А рассказать тебе сказку?.. (Порудоминский) - страница 21

В университете Афанасьев увлекся историей.

За год до того, как стал Афанасьев студентом, университетский курс истории западного средневековья начал читать Тимофей Николаевич Грановский. Поднимался на кафедру изящно одетый, с безукоризненными манерами человек — бледное лицо, задумчивые глаза, длинные, слегка вьющиеся волосы, — говорил, чуть запрокинув голову, вдохновенно, однако серьезно и строго, не заманивая слушателей красотами речи; его часто называли поэтом, но не потому, что он творил поэзию на исторические темы, — для него сама история была поэзия. Говорил о средневековой Франции или Англии, сильно и смело обличал феодальный гнет, а слушателям неуютно становилось от деспотизма и крепостного рабства, которые были их жизнью. Рассказывал, как французский король губил рыцарей-тамплиеров: «Необходимость гибели их, их виновность даже ясны, но мы не можем отказать ни в симпатии к побежденным, ни в презрении к победителю». Рукоплескания прервали речь Грановского — память о 14 декабря, судьба побежденных героев тотчас овладели мыслями слушателей. Герцен позднее писал, что Грановский думал историей, учился историей и историей делал пропаганду. Грановский был другом Герцена и Белинского.
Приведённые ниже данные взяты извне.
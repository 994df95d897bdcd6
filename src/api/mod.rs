//! HTTP client for the nutrition backend.
//!
//! Every call has the same shape: build the request, attach
//! `Authorization: Bearer <token>` when the endpoint needs it, send JSON,
//! then branch on the status:
//!
//! - **2xx**: decode the JSON body into the caller's type.
//! - **401 on an authenticated call**: the session is cleared (forced
//!   logout) and [`ApiError::Unauthorized`] is returned so the caller can
//!   send the user back to the login screen.
//! - **other non-2xx**: [`ApiError::Status`] carrying the server's
//!   `error`/`message` text for inline display.
//! - **no response**: [`ApiError::Network`].
//!
//! Nothing is retried. Uses the synchronous `ureq` client; each request is
//! recorded in the activity log.

pub mod types;

use std::time::{Duration, Instant};

use serde::Serialize;
use serde::de::DeserializeOwned;
use thiserror::Error;

use crate::activity::ActivityLogger;
use crate::session::Session;

// ---------------------------------------------------------------------------
// Errors
// ---------------------------------------------------------------------------

/// Failure of a backend call.
#[derive(Debug, Error)]
pub enum ApiError {
    /// An authenticated endpoint was called without a stored token.
    #[error("not logged in")]
    NotLoggedIn,
    /// The backend rejected the token. The session has already been cleared.
    #[error("session expired, please log in again")]
    Unauthorized,
    /// Non-2xx response, with the server's message.
    #[error("{message} (HTTP {status})")]
    Status { status: u16, message: String },
    /// The backend rejected the token but it could not be removed from
    /// storage.
    #[error("session expired, but the stored token could not be removed: {0}")]
    SessionNotCleared(String),
    /// The request never got a response.
    #[error("network error: {0}")]
    Network(String),
    #[error("failed to encode request body: {0}")]
    Encode(#[from] serde_json::Error),
    #[error("unexpected response from {path}: {source}")]
    Decode {
        path: String,
        #[source]
        source: std::io::Error,
    },
}

impl ApiError {
    /// Whether the caller should navigate to the login screen.
    pub fn requires_login(&self) -> bool {
        matches!(self, Self::NotLoggedIn | Self::Unauthorized)
    }

    /// HTTP status when the server answered.
    pub fn status(&self) -> Option<u16> {
        match self {
            Self::Unauthorized | Self::SessionNotCleared(_) => Some(401),
            Self::Status { status, .. } => Some(*status),
            _ => None,
        }
    }

    /// Text suitable for an inline notice.
    pub fn user_message(&self) -> String {
        match self {
            Self::Status { message, .. } => message.clone(),
            Self::Network(_) => "Could not reach the server. Check your connection.".to_string(),
            other => other.to_string(),
        }
    }
}

/// Whether a request carries the bearer token.
#[derive(Debug, Clone, Copy, PartialEq, Eq)]
enum Auth {
    Public,
    Bearer,
}

// ---------------------------------------------------------------------------
// Client
// ---------------------------------------------------------------------------

/// Synchronous backend client bound to one base URL and one session.
#[derive(Debug, Clone)]
pub struct ApiClient {
    base_url: String,
    agent: ureq::Agent,
    session: Session,
    activity: ActivityLogger,
}

impl ApiClient {
    /// Build a client. `base_url` may carry a trailing slash.
    pub fn new(base_url: &str, timeout: Duration, session: Session) -> Self {
        let agent = ureq::AgentBuilder::new().timeout(timeout).build();
        Self {
            base_url: base_url.trim_end_matches('/').to_string(),
            agent,
            session,
            activity: ActivityLogger::disabled(),
        }
    }

    /// Record every request through `logger`.
    pub fn with_activity(mut self, logger: ActivityLogger) -> Self {
        self.activity = logger;
        self
    }

    pub fn base_url(&self) -> &str {
        &self.base_url
    }

    pub fn session(&self) -> &Session {
        &self.session
    }

    // -- Public endpoints --

    /// `POST` without a bearer token (`/register`, `/login`).
    pub fn post_public<B, T>(&self, path: &str, body: &B) -> Result<T, ApiError>
    where
        B: Serialize,
        T: DeserializeOwned,
    {
        let body = serde_json::to_value(body)?;
        let resp = self.execute("POST", path, &[], Some(&body), Auth::Public)?;
        decode(path, resp)
    }

    // -- Authenticated endpoints --

    pub fn get<T: DeserializeOwned>(&self, path: &str, query: &[(&str, &str)]) -> Result<T, ApiError> {
        let resp = self.execute("GET", path, query, None, Auth::Bearer)?;
        decode(path, resp)
    }

    /// `GET` where a 404 means "nothing stored yet".
    pub fn get_optional<T: DeserializeOwned>(
        &self,
        path: &str,
        query: &[(&str, &str)],
    ) -> Result<Option<T>, ApiError> {
        match self.get(path, query) {
            Ok(value) => Ok(Some(value)),
            Err(ApiError::Status { status: 404, .. }) => Ok(None),
            Err(e) => Err(e),
        }
    }

    pub fn post<B, T>(&self, path: &str, body: &B) -> Result<T, ApiError>
    where
        B: Serialize,
        T: DeserializeOwned,
    {
        let body = serde_json::to_value(body)?;
        let resp = self.execute("POST", path, &[], Some(&body), Auth::Bearer)?;
        decode(path, resp)
    }

    pub fn delete<T: DeserializeOwned>(&self, path: &str) -> Result<T, ApiError> {
        let resp = self.execute("DELETE", path, &[], None, Auth::Bearer)?;
        decode(path, resp)
    }

    // -- Internal --

    fn execute(
        &self,
        method: &str,
        path: &str,
        query: &[(&str, &str)],
        body: Option<&serde_json::Value>,
        auth: Auth,
    ) -> Result<ureq::Response, ApiError> {
        let token = match auth {
            Auth::Public => None,
            Auth::Bearer => Some(self.session.token().ok_or(ApiError::NotLoggedIn)?),
        };

        let url = format!("{}{}", self.base_url, path);
        let mut request = self
            .agent
            .request(method, &url)
            .set("Accept", "application/json");
        for (key, value) in query {
            request = request.query(key, value);
        }
        if let Some(token) = &token {
            request = request.set("Authorization", &format!("Bearer {token}"));
        }

        let started = Instant::now();
        let result = match body {
            Some(body) => request.send_json(body),
            None => request.call(),
        };
        let elapsed_ms = started.elapsed().as_millis() as u64;

        match result {
            Ok(resp) => {
                self.activity.record(method, path, Some(resp.status()), elapsed_ms);
                Ok(resp)
            }
            Err(ureq::Error::Status(status, resp)) => {
                self.activity.record(method, path, Some(status), elapsed_ms);

                if status == 401 && auth == Auth::Bearer {
                    // Forced logout: a rejected token must not be reused.
                    return Err(match self.session.clear() {
                        Ok(()) => ApiError::Unauthorized,
                        Err(e) => ApiError::SessionNotCleared(format!("{e:#}")),
                    });
                }

                let text = resp.into_string().unwrap_or_default();
                Err(ApiError::Status {
                    status,
                    message: error_message(status, &text),
                })
            }
            Err(ureq::Error::Transport(transport)) => {
                self.activity.record(method, path, None, elapsed_ms);
                Err(ApiError::Network(transport.to_string()))
            }
        }
    }
}

fn decode<T: DeserializeOwned>(path: &str, resp: ureq::Response) -> Result<T, ApiError> {
    resp.into_json().map_err(|source| ApiError::Decode {
        path: path.to_string(),
        source,
    })
}

/// Pull the display message out of an error body.
///
/// The backend answers `{"error": "..."}` for most failures and
/// `{"message": "..."}` for a few; anything else falls back to the status.
fn error_message(status: u16, body: &str) -> String {
    if let Ok(value) = serde_json::from_str::<serde_json::Value>(body) {
        for key in ["error", "message"] {
            if let Some(text) = value.get(key).and_then(|v| v.as_str())
                && !text.trim().is_empty()
            {
                return text.to_string();
            }
        }
    }

    match status {
        400 => "Bad request".to_string(),
        403 => "Forbidden".to_string(),
        404 => "Not found".to_string(),
        500..=599 => "Server error, please try again later".to_string(),
        _ => format!("Request failed with status {status}"),
    }
}

// ---------------------------------------------------------------------------
// Tests
// ---------------------------------------------------------------------------

#[cfg(test)]
mod tests {
    use std::sync::Arc;

    use super::*;
    use crate::storage::MemoryStorage;

    fn client(base: &str) -> ApiClient {
        let session = Session::new(Arc::new(MemoryStorage::new()));
        ApiClient::new(base, Duration::from_secs(1), session)
    }

    #[test]
    fn error_message_prefers_error_field() {
        assert_eq!(
            error_message(400, r#"{"error": "Missing field: name"}"#),
            "Missing field: name"
        );
        assert_eq!(
            error_message(404, r#"{"message": "Profile not found"}"#),
            "Profile not found"
        );
    }

    #[test]
    fn error_message_falls_back_to_status() {
        assert_eq!(error_message(404, "<html>"), "Not found");
        assert_eq!(error_message(502, ""), "Server error, please try again later");
        assert_eq!(error_message(418, "{}"), "Request failed with status 418");
    }

    #[test]
    fn base_url_is_trimmed() {
        assert_eq!(client("http://localhost:5000/").base_url(), "http://localhost:5000");
    }

    #[test]
    fn authenticated_call_without_token_fails_fast() {
        // Port 9 (discard) is never contacted: the token check comes first.
        let client = client("http://127.0.0.1:9");
        let err = client
            .get::<serde_json::Value>("/meals/stats", &[])
            .unwrap_err();
        assert!(matches!(err, ApiError::NotLoggedIn));
        assert!(err.requires_login());
    }

    #[test]
    fn status_and_login_helpers() {
        let err = ApiError::Status {
            status: 404,
            message: "Meal not found".into(),
        };
        assert_eq!(err.status(), Some(404));
        assert!(!err.requires_login());
        assert_eq!(err.user_message(), "Meal not found");
        assert!(ApiError::Unauthorized.requires_login());
        assert_eq!(ApiError::Unauthorized.status(), Some(401));
    }
}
На лекции Грановского собиралась вся мыслящая Москва. Студенты, теснясь на скамьях, отыскивали в битком набитой аудитории плотного румяного человека в темно-синем фраке с позолоченными пуговицами, — это Герцен, уже известный своими статьями. А тот, весь в черном, с высоким голым черепом, — Чаадаев (наверно, но один из слушателей припомнил посвященные ему пушкинские строки), российский мудрец Чаадаев, по приказу царя объявленный умалишенным.

Можно было увлекаться средневековьем или не увлекаться им — нельзя было не увлечься Грановским. Молодежь тянулась к нему. Молодые любят мыслить самостоятельно. Грановский сдержанно и словно бы кротко сокрушал старые схемы, учил самостоятельно мыслить. Можно было не считать себя учеником Грановского, нельзя было в те годы не стать его учеником. Герцен записал в дневнике, что Грановский пользуется между студентами чрезвычайным уважением, он для них — «мера, к которой прикидывают других профессоров».

Уже при Афанасьеве курс русской истории в университете начал читать Сергей Михайлович Соловьев. Он был молод, ему только исполнилось двадцать пять, но после первых его лекций Грановский сказал восторженно: «Мы все вступили на кафедру учениками, а Соловьев — уже мастером своей науки». В голове молодого Соловьева созревал замысел исполинский. Через несколько лет выйдет первый том его «Истории России с древнейших времен». До конца жизни Соловьев издаст двадцать девять томов «Истории России», смерть оборвет его труд на второй половине восемнадцатого зека. Прославленная «История Государства Российского» Карамзина не выдерживала борьбы ни с обилием изученных Соловьевым фактов, ни с молодым напором его идей. События прошлого не меняются, но каждая эпоха по-новому осмысляет их, делает свои выводы, пишет свою историю.